Mike is part of an independent publishing company called Crazy 8 Press; a group of authors that that, along with Mike, includes such names as Robert Greenberger, and Peter David and many others.  While many of the authors are part of mainstream publishing, especially many of the Star Trek novels, they needed an outlet for their other works that the mainstream may not wish to take chances on, or as Mike explains it:

“The publisher of the Aztlan tales, Crazy 8 Press, which I co-founded, is dedicated to getting quirky stuff like the Aztlan stories out to readers. These are tales traditional publishers can't afford to take a chance on because they're suited more to the discerning reader than to the masses. However, we at Crazy 8 Press don't have to sell tens of thousands of copies to make the effort worth our while. All we need to reach is that consumer who has seen the same story a dozen times and wants something different for a change.”

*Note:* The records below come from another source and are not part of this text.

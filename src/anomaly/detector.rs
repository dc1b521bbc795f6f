//! Reference-model anomaly screening of the response column.

use super::reference::predict_reference;
use crate::data::{schema, DataError, Dataset};
use serde::{Deserialize, Serialize};

/// A row whose recorded body fat deviates from the reference formula by more
/// than the screening threshold.
#[derive(Debug, Clone, PartialEq, Serialize, Deserialize)]
pub struct AnomalyRecord {
    pub id: i64,
    pub actual: f64,
    pub predicted: f64,
    /// |actual - predicted|
    pub deviation: f64,
}

/// Flag every row with |BODYFAT - reference(ADIPOSITY, AGE)| > `threshold`.
///
/// Records are returned in row order. Rows whose reference prediction is
/// not finite (zero BMI) are skipped. Fails naming every missing column
/// among IDNO, BODYFAT, ADIPOSITY and AGE.
pub fn find_anomalies(dataset: &Dataset, threshold: f64) -> Result<Vec<AnomalyRecord>, DataError> {
    dataset.require_columns(&[schema::IDNO, schema::BODYFAT, schema::ADIPOSITY, schema::AGE])?;

    let ids = dataset.column(schema::IDNO)?;
    let bodyfat = dataset.column(schema::BODYFAT)?;
    let adiposity = dataset.column(schema::ADIPOSITY)?;
    let age = dataset.column(schema::AGE)?;

    let mut anomalies = Vec::new();
    let mut skipped = 0usize;
    for row in 0..dataset.n_rows() {
        let predicted = predict_reference(adiposity[row], age[row]);
        let deviation = (bodyfat[row] - predicted).abs();
        if !deviation.is_finite() {
            skipped += 1;
            continue;
        }

        if deviation > threshold {
            anomalies.push(AnomalyRecord {
                id: ids[row].round() as i64,
                actual: bodyfat[row],
                predicted,
                deviation,
            });
        }
    }

    if skipped > 0 {
        log::debug!("anomaly screen skipped {skipped} row(s) without a finite reference value");
    }
    log::debug!(
        "anomaly screen flagged {} of {} rows at threshold {threshold}",
        anomalies.len(),
        dataset.n_rows()
    );

    Ok(anomalies)
}

/// Replace the response of every flagged row with its reference prediction.
///
/// Rows are matched on IDNO, which must be unique. Row order and all other
/// columns are preserved; anomalies whose identifier is absent are ignored.
pub fn clean_df(dataset: &Dataset, anomalies: &[AnomalyRecord]) -> Result<Dataset, DataError> {
    dataset.require_columns(&[schema::IDNO, schema::BODYFAT])?;
    let rows_by_id = dataset.unique_ids(schema::IDNO)?;

    let mut bodyfat = dataset.column(schema::BODYFAT)?.to_vec();
    let mut replaced = 0usize;
    for record in anomalies {
        match rows_by_id.get(&record.id) {
            Some(&row) => {
                bodyfat[row] = record.predicted;
                replaced += 1;
            }
            None => log::debug!("anomaly for unknown identifier {} ignored", record.id),
        }
    }
    log::debug!("cleaning replaced {replaced} response value(s)");

    dataset.with_column(schema::BODYFAT, bodyfat)
}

Those of you that read this blog on a regular basis know that it is by and for fans of science fiction, but every now and again, I find that I have a need to read something that is outside of the strict scifi realm; I just need a break once in a while.  I came upon the Aztlan books through posts on Facebook from Mike promoting these stories, and found them to fit the bill of a diversion perfectly.  Both books are under 150 pages each and can easily be read in one sitting giving a complete story in each.  If you, like me, need a break from your usual fare, I highly recommend Aztlan to broaden your horizons a little.